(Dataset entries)
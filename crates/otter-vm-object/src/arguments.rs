//! Arguments exotic objects
//!
//! Unmapped arguments objects are ordinary objects with a poisoned `callee`.
//! Mapped ones (sloppy functions with simple parameter lists) alias each
//! index below the parameter count to the parameter's binding cell, until
//! the index is deleted or redefined as an accessor or read-only property.

use parking_lot::Mutex;
use rustc_hash::FxHashSet;

use crate::context::VmContext;
use crate::descriptor::{Property, PropertyAttributes, PropertyDescriptor};
use crate::error::VmResult;
use crate::internal_methods::{InternalMethods, ORDINARY_METHODS};
use crate::object::{ObjectKind, ObjectRef};
use crate::ordinary;
use crate::property_key::PropertyKey;
use crate::string::JsString;
use crate::value::{BindingCell, Value};

pub(crate) static ARGUMENTS_METHODS: InternalMethods = InternalMethods {
    get_own_property: arguments_get_own_property,
    define_own_property: arguments_define_own_property,
    get: arguments_get,
    set: arguments_set,
    delete: arguments_delete,
    ..ORDINARY_METHODS
};

/// `[[ParameterMap]]`
#[derive(Debug, Default)]
pub struct ArgumentsData {
    /// Index `i` aliases `map[i]` while that entry is `Some`
    map: Option<Mutex<Vec<Option<BindingCell>>>>,
}

impl ArgumentsData {
    /// Whether this is a mapped arguments object
    pub fn is_mapped(&self) -> bool {
        self.map.is_some()
    }

    /// The binding aliased by `key`, if any
    pub fn mapped_binding(&self, key: &PropertyKey) -> Option<BindingCell> {
        let index = key.as_index()? as usize;
        self.map.as_ref()?.lock().get(index)?.clone()
    }

    fn unmap(&self, key: &PropertyKey) {
        if let (Some(map), Some(index)) = (&self.map, key.as_index())
            && let Some(slot) = map.lock().get_mut(index as usize)
        {
            *slot = None;
        }
    }

    /// Values of all live bindings
    pub fn binding_values(&self) -> Vec<Value> {
        self.map
            .as_ref()
            .map(|m| m.lock().iter().flatten().map(BindingCell::get).collect())
            .unwrap_or_default()
    }
}

fn parameter_map(obj: &ObjectRef) -> Option<&ArgumentsData> {
    obj.as_arguments().filter(|a| a.is_mapped())
}

fn populate(obj: &ObjectRef, args: &[Value]) {
    for (i, arg) in args.iter().enumerate() {
        obj.insert_property(PropertyKey::index(i as u32), Property::data(arg.clone()));
    }
    obj.insert_property(
        PropertyKey::intern("length"),
        Property::data_with_attrs(Value::number(args.len() as f64), PropertyAttributes::hidden()),
    );
}

/// `CreateUnmappedArgumentsObject(argumentsList)`
pub fn create_unmapped_arguments_object(ctx: &VmContext, args: &[Value]) -> ObjectRef {
    let intrinsics = ctx.intrinsics();
    let obj = ObjectRef::new(
        ObjectKind::Arguments(ArgumentsData::default()),
        Some(intrinsics.object_prototype.clone()),
    );
    populate(&obj, args);
    let thrower = intrinsics.throw_type_error.clone();
    obj.insert_property(
        PropertyKey::intern("callee"),
        Property::accessor(Some(thrower.clone()), Some(thrower), false, false),
    );
    obj
}

/// `CreateMappedArgumentsObject(func, formals, argumentsList, env)`
///
/// `parameters` lists the formal parameter names with their bindings in
/// declaration order. When a name repeats, only its last position is
/// mapped.
pub fn create_mapped_arguments_object(
    ctx: &VmContext,
    callee: &ObjectRef,
    parameters: &[(JsString, BindingCell)],
    args: &[Value],
) -> ObjectRef {
    let mut map = vec![None; args.len()];
    let mut mapped_names = FxHashSet::default();
    for (index, (name, binding)) in parameters.iter().enumerate().rev() {
        if mapped_names.insert(name.clone()) && index < args.len() {
            map[index] = Some(binding.clone());
        }
    }

    let obj = ObjectRef::new(
        ObjectKind::Arguments(ArgumentsData {
            map: Some(Mutex::new(map)),
        }),
        Some(ctx.intrinsics().object_prototype.clone()),
    );
    populate(&obj, args);
    obj.insert_property(
        PropertyKey::intern("callee"),
        Property::data_with_attrs(Value::object(callee.clone()), PropertyAttributes::hidden()),
    );
    obj
}

fn arguments_get_own_property(
    ctx: &mut VmContext,
    obj: &ObjectRef,
    key: &PropertyKey,
) -> VmResult<Option<PropertyDescriptor>> {
    let Some(mut desc) = ordinary::ordinary_get_own_property(ctx, obj, key)? else {
        return Ok(None);
    };
    if let Some(binding) = parameter_map(obj).and_then(|m| m.mapped_binding(key)) {
        desc.value = Some(binding.get());
    }
    Ok(Some(desc))
}

fn arguments_define_own_property(
    ctx: &mut VmContext,
    obj: &ObjectRef,
    key: &PropertyKey,
    desc: &PropertyDescriptor,
) -> VmResult<bool> {
    let Some(map) = parameter_map(obj) else {
        return ordinary::ordinary_define_own_property(ctx, obj, key, desc);
    };
    let binding = map.mapped_binding(key);

    let mut new_desc = desc.clone();
    if let Some(binding) = &binding
        && desc.is_data_descriptor()
        && desc.value.is_none()
        && desc.writable == Some(false)
    {
        new_desc.value = Some(binding.get());
    }
    if !ordinary::ordinary_define_own_property(ctx, obj, key, &new_desc)? {
        return Ok(false);
    }

    if let Some(binding) = binding {
        if desc.is_accessor_descriptor() {
            map.unmap(key);
        } else {
            if let Some(value) = &desc.value {
                binding.set(value.clone());
            }
            if desc.writable == Some(false) {
                map.unmap(key);
            }
        }
    }
    Ok(true)
}

fn arguments_get(
    ctx: &mut VmContext,
    obj: &ObjectRef,
    key: &PropertyKey,
    receiver: &Value,
) -> VmResult<Value> {
    match parameter_map(obj).and_then(|m| m.mapped_binding(key)) {
        Some(binding) => Ok(binding.get()),
        None => ordinary::ordinary_get(ctx, obj, key, receiver),
    }
}

fn arguments_set(
    ctx: &mut VmContext,
    obj: &ObjectRef,
    key: &PropertyKey,
    value: Value,
    receiver: &Value,
) -> VmResult<bool> {
    let same_receiver = receiver.as_object().is_some_and(|r| r.ptr_eq(obj));
    if same_receiver && let Some(binding) = parameter_map(obj).and_then(|m| m.mapped_binding(key)) {
        binding.set(value.clone());
    }
    ordinary::ordinary_set(ctx, obj, key, value, receiver)
}

fn arguments_delete(ctx: &mut VmContext, obj: &ObjectRef, key: &PropertyKey) -> VmResult<bool> {
    let deleted = ordinary::ordinary_delete(ctx, obj, key)?;
    if deleted && let Some(map) = parameter_map(obj) {
        map.unmap(key);
    }
    Ok(deleted)
}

What you should do: Reproduce every entry above exactly as it was written.

Your solution:
filename crates/otter-vm-object/src/arguments.rs
//! Arguments exotic objects
//!
//! Unmapped arguments objects are ordinary objects with a poisoned `callee`.
//! Mapped ones (sloppy functions with simple parameter lists) alias each
//! index below the parameter count to the parameter's binding cell, until
//! the index is deleted or redefined as an accessor or read-only property.

use parking_lot::Mutex;
use rustc_hash::FxHashSet;

use crate::context::VmContext;
use crate::descriptor::{Property, PropertyAttributes, PropertyDescriptor};
use crate::error::VmResult;
use crate::internal_methods::{InternalMethods, ORDINARY_METHODS};
use crate::object::{ObjectKind, ObjectRef};
use crate::ordinary;
use crate::property_key::PropertyKey;
use crate::string::JsString;
use crate::value::{BindingCell, Value};

pub(crate) static ARGUMENTS_METHODS: InternalMethods = InternalMethods {
    get_own_property: arguments_get_own_property,
    define_own_property: arguments_define_own_property,
    get: arguments_get,
    set: arguments_set,
    delete: arguments_delete,
    ..ORDINARY_METHODS
};

/// `[[ParameterMap]]`
#[derive(Debug, Default)]
pub struct ArgumentsData {
    /// Index `i` aliases `map[i]` while that entry is `Some`
    map: Option<Mutex<Vec<Option<BindingCell>>>>,
}

impl ArgumentsData {
    /// Whether this is a mapped arguments object
    pub fn is_mapped(&self) -> bool {
        self.map.is_some()
    }

    /// The binding aliased by `key`, if any
    pub fn mapped_binding(&self, key: &PropertyKey) -> Option<BindingCell> {
        let index = key.as_index()? as usize;
        self.map.as_ref()?.lock().get(index)?.clone()
    }

    fn unmap(&self, key: &PropertyKey) {
        if let (Some(map), Some(index)) = (&self.map, key.as_index())
            && let Some(slot) = map.lock().get_mut(index as usize)
        {
            *slot = None;
        }
    }

    /// Values of all live bindings
    pub fn binding_values(&self) -> Vec<Value> {
        self.map
            .as_ref()
            .map(|m| m.lock().iter().flatten().map(BindingCell::get).collect())
            .unwrap_or_default()
    }
}

fn parameter_map(obj: &ObjectRef) -> Option<&ArgumentsData> {
    obj.as_arguments().filter(|a| a.is_mapped())
}

fn populate(obj: &ObjectRef, args: &[Value]) {
    for (i, arg) in args.iter().enumerate() {
        obj.insert_property(PropertyKey::index(i as u32), Property::data(arg.clone()));
    }
    obj.insert_property(
        PropertyKey::intern("length"),
        Property::data_with_attrs(Value::number(args.len() as f64), PropertyAttributes::hidden()),
    );
}

/// `CreateUnmappedArgumentsObject(argumentsList)`
pub fn create_unmapped_arguments_object(ctx: &VmContext, args: &[Value]) -> ObjectRef {
    let intrinsics = ctx.intrinsics();
    let obj = ObjectRef::new(
        ObjectKind::Arguments(ArgumentsData::default()),
        Some(intrinsics.object_prototype.clone()),
    );
    populate(&obj, args);
    let thrower = intrinsics.throw_type_error.clone();
    obj.insert_property(
        PropertyKey::intern("callee"),
        Property::accessor(Some(thrower.clone()), Some(thrower), false, false),
    );
    obj
}

/// `CreateMappedArgumentsObject(func, formals, argumentsList, env)`
///
/// `parameters` lists the formal parameter names with their bindings in
/// declaration order. When a name repeats, only its last position is
/// mapped.
pub fn create_mapped_arguments_object(
    ctx: &VmContext,
    callee: &ObjectRef,
    parameters: &[(JsString, BindingCell)],
    args: &[Value],
) -> ObjectRef {
    let mut map = vec![None; args.len()];
    let mut mapped_names = FxHashSet::default();
    for (index, (name, binding)) in parameters.iter().enumerate().rev() {
        if mapped_names.insert(name.clone()) && index < args.len() {
            map[index] = Some(binding.clone());
        }
    }

    let obj = ObjectRef::new(
        ObjectKind::Arguments(ArgumentsData {
            map: Some(Mutex::new(map)),
        }),
        Some(ctx.intrinsics().object_prototype.clone()),
    );
    populate(&obj, args);
    obj.insert_property(
        PropertyKey::intern("callee"),
        Property::data_with_attrs(Value::object(callee.clone()), PropertyAttributes::hidden()),
    );
    obj
}

fn arguments_get_own_property(
    ctx: &mut VmContext,
    obj: &ObjectRef,
    key: &PropertyKey,
) -> VmResult<Option<PropertyDescriptor>> {
    let Some(mut desc) = ordinary::ordinary_get_own_property(ctx, obj, key)? else {
        return Ok(None);
    };
    if let Some(binding) = parameter_map(obj).and_then(|m| m.mapped_binding(key)) {
        desc.value = Some(binding.get());
    }
    Ok(Some(desc))
}

fn arguments_define_own_property(
    ctx: &mut VmContext,
    obj: &ObjectRef,
    key: &PropertyKey,
    desc: &PropertyDescriptor,
) -> VmResult<bool> {
    let Some(map) = parameter_map(obj) else {
        return ordinary::ordinary_define_own_property(ctx, obj, key, desc);
    };
    let binding = map.mapped_binding(key);

    let mut new_desc = desc.clone();
    if let Some(binding) = &binding
        && desc.is_data_descriptor()
        && desc.value.is_none()
        && desc.writable == Some(false)
    {
        new_desc.value = Some(binding.get());
    }
    if !ordinary::ordinary_define_own_property(ctx, obj, key, &new_desc)? {
        return Ok(false);
    }

    if let Some(binding) = binding {
        if desc.is_accessor_descriptor() {
            map.unmap(key);
        } else {
            if let Some(value) = &desc.value {
                binding.set(value.clone());
            }
            if desc.writable == Some(false) {
                map.unmap(key);
            }
        }
    }
    Ok(true)
}

fn arguments_get(
    ctx: &mut VmContext,
    obj: &ObjectRef,
    key: &PropertyKey,
    receiver: &Value,
) -> VmResult<Value> {
    match parameter_map(obj).and_then(|m| m.mapped_binding(key)) {
        Some(binding) => Ok(binding.get()),
        None => ordinary::ordinary_get(ctx, obj, key, receiver),
    }
}

fn arguments_set(
    ctx: &mut VmContext,
    obj: &ObjectRef,
    key: &PropertyKey,
    value: Value,
    receiver: &Value,
) -> VmResult<bool> {
    let same_receiver = receiver.as_object().is_some_and(|r| r.ptr_eq(obj));
    if same_receiver && let Some(binding) = parameter_map(obj).and_then(|m| m.mapped_binding(key)) {
        binding.set(value.clone());
    }
    ordinary::ordinary_set(ctx, obj, key, value, receiver)
}

fn arguments_delete(ctx: &mut VmContext, obj: &ObjectRef, key: &PropertyKey) -> VmResult<bool> {
    let deleted = ordinary::ordinary_delete(ctx, obj, key)?;
    if deleted && let Some(map) = parameter_map(obj) {
        map.unmap(key);
    }
    Ok(deleted)
}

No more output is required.